The chemical structure of anthracyclines consists of a tetracycline moiety containing a quinone and a conjugated amino sugar residue (Figure 2). In the cellular environment, anthracyclines might undergo redox activation* through their interaction with several flavoprotein oxidoreductases (Figure 3). This semiquinone can rapidly auto-oxidize using molecular oxygen (O2) as an electron acceptor, returning to the parent compound which is then available for a new redox cycle. This reaction leads to the formation of superoxide anion (O2
If insufficient antioxidant compounds are available [1], ROS would be expected to affect cellular components such as proteins, lipids, and nucleic acids, leading to modifications that are more likely to have an effect on the nucleus, the sarcoplasmic reticulum, or the mitochondria [2] – cellular organelles that are in close proximity to the site of generation of ROS (Figure 4).
Protection against the cardiotoxicity of anthracyclines in experimental models
Despite some conflicting evidence, possibly attributable to variability in the delivery of antioxidants to the site of generation of ROS, support for ROS-driven oxidative damage to cardiac cells comes from studies using antioxidant treatment that has conferred protection from cardiotoxicity. For instance, vitamin E [3,4], lycopene [5], sulfur-containing antioxidants (glutathione [6,7], mercaptopropionyl glycine [8], N-acetyl cysteine [4]), and also antioxidant enzymes such as SOD [9,10] or catalase [9] have been shown to protect against the cardiotoxicity of anthracyclines in several experimental models (Table I). Moreover, evidence for this theory concerning ROS as the primary initiator of anthracycline cardiotoxicity has been obtained in several studies on transgenic animals overexpressing antioxidant enzymes [11–14], which are largely protected from myocardial damage during treatment with anthracycline (Table II).
Table I. Experimental studies showing the use of antioxidants in the prevention of the cardiotoxic effects of doxorubicin (Dox) or epirubicin (Epi).
Table II. Studies in transgenic animals that overexpress antioxidant enzymes and are protected from anthracycline-induced myocardial damage.
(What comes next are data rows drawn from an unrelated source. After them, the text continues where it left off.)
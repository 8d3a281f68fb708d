//! Tracklapse CLI - render GPS tracks into an animated GIF.

mod args;

use std::path::PathBuf;
use std::process::ExitCode;
use std::time::Duration;

use clap::Parser;
use console::style;
use indicatif::{ProgressBar, ProgressStyle};
use tokio_util::sync::CancellationToken;
use tracing::{error, info, warn};

use args::Args;
use tracklapse::track::gpx;
use tracklapse::Track;

fn main() -> ExitCode {
    let args = Args::parse();

    let _guard = match tracklapse::logging::init_logging(args.log_dir.as_deref()) {
        Ok(guard) => guard,
        Err(err) => {
            eprintln!("failed to initialise logging: {err}");
            return ExitCode::FAILURE;
        }
    };

    match run(args) {
        Ok(()) => ExitCode::SUCCESS,
        Err(err) => {
            error!("{err}");
            eprintln!("{} {err}", style("error:").red().bold());
            ExitCode::FAILURE
        }
    }
}

fn run(args: Args) -> Result<(), Box<dyn std::error::Error>> {
    let cancel = CancellationToken::new();

    // Ctrl-C cancels cooperatively; a second Ctrl-C kills the process.
    {
        let cancel = cancel.clone();
        ctrlc::set_handler(move || {
            if cancel.is_cancelled() {
                std::process::exit(130);
            }
            warn!("interrupt received, cancelling");
            cancel.cancel();
        })?;
    }

    // Hard deadline for the whole run.
    {
        let cancel = cancel.clone();
        let deadline = Duration::from_secs(args.timeout_secs);
        std::thread::spawn(move || {
            std::thread::sleep(deadline);
            if !cancel.is_cancelled() {
                warn!(seconds = deadline.as_secs(), "run deadline reached");
                cancel.cancel();
            }
        });
    }

    let config = args.build_config()?;
    let tracks = load_tracks(&args.inputs)?;

    let animation = tracklapse::run(&tracks, &config, &cancel)?;
    if let Some(zoom) = animation.zoom {
        info!(zoom, "basemap mosaic assembled");
    }

    let bar = ProgressBar::new(animation.frames.len() as u64).with_style(
        ProgressStyle::with_template("{prefix:>8} [{bar:30}] {pos}/{len}")
            .expect("valid progress template")
            .progress_chars("=> "),
    );
    bar.set_prefix("encoding");

    tracklapse::encode::write_gif_file(&args.out, &animation.frames, &cancel, |i| {
        bar.set_position(i as u64 + 1)
    })?;
    bar.finish();

    if let Some(attribution) = &animation.attribution {
        println!("map data: {attribution}");
    }
    println!(
        "{} {} ({} frames)",
        style("done:").green().bold(),
        args.out.display(),
        animation.frames.len()
    );
    Ok(())
}

/// Loads every input GPX file; files without points are skipped with a
/// warning.
fn load_tracks(inputs: &[PathBuf]) -> Result<Vec<Track>, Box<dyn std::error::Error>> {
    let mut tracks = Vec::with_capacity(inputs.len());
    let mut total_points = 0usize;
    for path in inputs {
        let track = gpx::load_track(path)?;
        if track.is_empty() {
            warn!(path = %path.display(), "no points in GPX file, skipping");
            continue;
        }
        total_points += track.len();
        tracks.push(track);
    }
    if tracks.is_empty() {
        return Err("no points in any input GPX file".into());
    }
    info!(
        tracks = tracks.len(),
        points = total_points,
        "loaded GPX input"
    );
    Ok(tracks)
}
Several other strategies have also been developed [17] in order to reduce the cardiotoxic effects associated with anthracyclines.
Clinical data
Clinical features of anthracycline cardiotoxicity
The damage to the heart that occurs after anthracycline therapy can be categorized as:
- Early cardiotoxicity: happening during anthracycline treatment or in the first year after its completion, which manifests as non specific ST-segment and T-wave abnormalities.
- Late cardiotoxicity: happening at least 1 year after the completion of anthracycline treatment, which is cumulative, dose-related and can result in congestive heart failure and left ventricular dysfunction.
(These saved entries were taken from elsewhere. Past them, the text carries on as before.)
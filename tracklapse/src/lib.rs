//! Tracklapse - time-synchronized GPS track animations
//!
//! This library turns one or more GPS tracks into an animated GIF, optionally
//! over a slippy-map tile background. The two load-bearing subsystems are the
//! tile acquisition/mosaic pipeline ([`fetch`] + [`mosaic`]) and the
//! multi-track, time-synchronized frame renderer ([`render`]); [`app`] wires
//! them together behind an explicit configuration record.

pub mod app;
pub mod coord;
pub mod encode;
pub mod fetch;
pub mod logging;
pub mod mosaic;
pub mod provider;
pub mod render;
pub mod track;

pub use app::{run, Animation, AnimationConfig, AppError, BasemapSource, TileSettings};
pub use render::PalettedFrame;
pub use track::{BoundingBox, GeoPoint, Track};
It has been reported that more than 50% of patients exposed to anthracyclines show cardiac abnormalities 10–20 years after the initial oncological diagnosis: arrhythmias were found to occur in 40% of patients, whereas 5% developed congestive heart failure [18].
There is a wide variation in the frequency of both clinical and subclinical cardiotoxicity after anthracycline therapy. In children, studies have shown that the prevalence of subclinical cardiac damage was more than 57% at a median of 6.4 years after treatment, and that the incidence of clinical heart failure was 16% 0.9–4.8 years after the treatment. In adults, the prevalence of subclinical cardiac damage has been reported to be 36% during anthracycline therapy, and the incidence of clinical heart failure 30% at a median of 37 months after the treatment [19].
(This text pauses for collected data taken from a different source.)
//! Coordinate conversion module
//!
//! Provides conversions between geographic coordinates (latitude/longitude),
//! web-mercator world pixels, and slippy-map tile indices, plus zoom-level
//! selection for fitting a bounding box onto a pixel canvas.
//!
//! All functions are pure math with no I/O or shared state and are safe to
//! call from any number of concurrent callers.

mod types;

pub use types::{PixelRect, TileCoord, TileRange, MAX_MERCATOR_LAT, TILE_SIZE};

use crate::track::BoundingBox;
use std::f64::consts::PI;

/// Normalized mercator X in `[0, 1]` for a longitude in degrees.
fn merc_x(lon: f64) -> f64 {
    (lon + 180.0) / 360.0
}

/// Normalized mercator Y in `[0, 1]` for a latitude in degrees.
///
/// Latitude is clamped to the mercator singularity bound before projecting.
fn merc_y(lat: f64) -> f64 {
    let lat = lat.clamp(-MAX_MERCATOR_LAT, MAX_MERCATOR_LAT);
    let s = (lat * PI / 180.0).sin();
    0.5 - ((1.0 + s) / (1.0 - s)).ln() / (4.0 * PI)
}

/// World raster edge length in pixels at the given zoom (256 * 2^zoom).
fn world_size(zoom: u8) -> f64 {
    f64::from(TILE_SIZE) * 2.0_f64.powi(i32::from(zoom))
}

/// Projects a geographic coordinate to world-pixel coordinates at a zoom.
///
/// World pixels address the full 256·2^zoom square world raster before any
/// cropping to a bounding box.
#[inline]
pub fn project(lon: f64, lat: f64, zoom: u8) -> (f64, f64) {
    let ws = world_size(zoom);
    (merc_x(lon) * ws, merc_y(lat) * ws)
}

/// Converts world-pixel coordinates to a tile index plus the pixel offset
/// inside that tile.
#[inline]
pub fn pixel_to_tile(px: f64, py: f64) -> (i64, i64, i64, i64) {
    let tile = f64::from(TILE_SIZE);
    let tx = (px / tile).floor() as i64;
    let ty = (py / tile).floor() as i64;
    let ox = px.floor() as i64 - tx * i64::from(TILE_SIZE);
    let oy = py.floor() as i64 - ty * i64::from(TILE_SIZE);
    (tx, ty, ox, oy)
}

/// Projects a bounding box to its world-pixel rectangle at a zoom.
///
/// The top-left corner comes from (min_lon, max_lat) and the bottom-right
/// from (max_lon, min_lat): mercator Y grows southward.
pub fn bbox_pixels(bbox: &BoundingBox, zoom: u8) -> PixelRect {
    let (left, top) = project(bbox.min_lon, bbox.max_lat, zoom);
    let (right, bottom) = project(bbox.max_lon, bbox.min_lat, zoom);
    PixelRect {
        left,
        top,
        right,
        bottom,
    }
}

/// Returns the inclusive tile range covering the bounding box at a zoom.
///
/// The bottom/right edge subtracts one pixel before flooring so a boundary
/// landing exactly on a tile edge does not pull in a spurious extra
/// row/column.
pub fn covering_tiles(bbox: &BoundingBox, zoom: u8) -> TileRange {
    let rect = bbox_pixels(bbox, zoom);
    let tile = f64::from(TILE_SIZE);
    TileRange {
        min_x: (rect.left / tile).floor() as i64,
        min_y: (rect.top / tile).floor() as i64,
        max_x: ((rect.right - 1.0) / tile).floor() as i64,
        max_y: ((rect.bottom - 1.0) / tile).floor() as i64,
        zoom,
    }
}

/// Finds the highest zoom in `[min_zoom, max_zoom]` whose projected bounding
/// box fits within the target canvas, scanning from `max_zoom` downward.
///
/// Falls back to `min_zoom` when nothing fits; a too-small canvas degrades
/// the output but is not an error.
pub fn fit_zoom(
    bbox: &BoundingBox,
    target_w: u32,
    target_h: u32,
    min_zoom: u8,
    max_zoom: u8,
) -> u8 {
    for zoom in (min_zoom..=max_zoom).rev() {
        let rect = bbox_pixels(bbox, zoom);
        if rect.width().ceil() as i64 <= i64::from(target_w)
            && rect.height().ceil() as i64 <= i64::from(target_h)
        {
            return zoom;
        }
    }
    min_zoom
}

/// Clamps a zoom level into `[min_zoom, max_zoom]`.
pub fn clamp_zoom(zoom: u8, min_zoom: u8, max_zoom: u8) -> u8 {
    zoom.clamp(min_zoom, max_zoom)
}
The cardiac side effects of anthracyclines also depend on the schedule of its administration: continuous infusion over 24–92 h rather than rapid intravenous injection could reduce the cardiotoxicity of these agents [18].
Early detection and treatment of cardiotoxicity can significantly reduce the development of clinical manifestations. While the evolution of diastolic function assessed with echocardiography is an early sign of anthracycline-induced cardiac dysfunction, several studies have confirmed the usefulness of measuring B-type natriuretic peptide, which is increased before the development of left ventricular dysfunction, in the diagnosis of congestive heart failure.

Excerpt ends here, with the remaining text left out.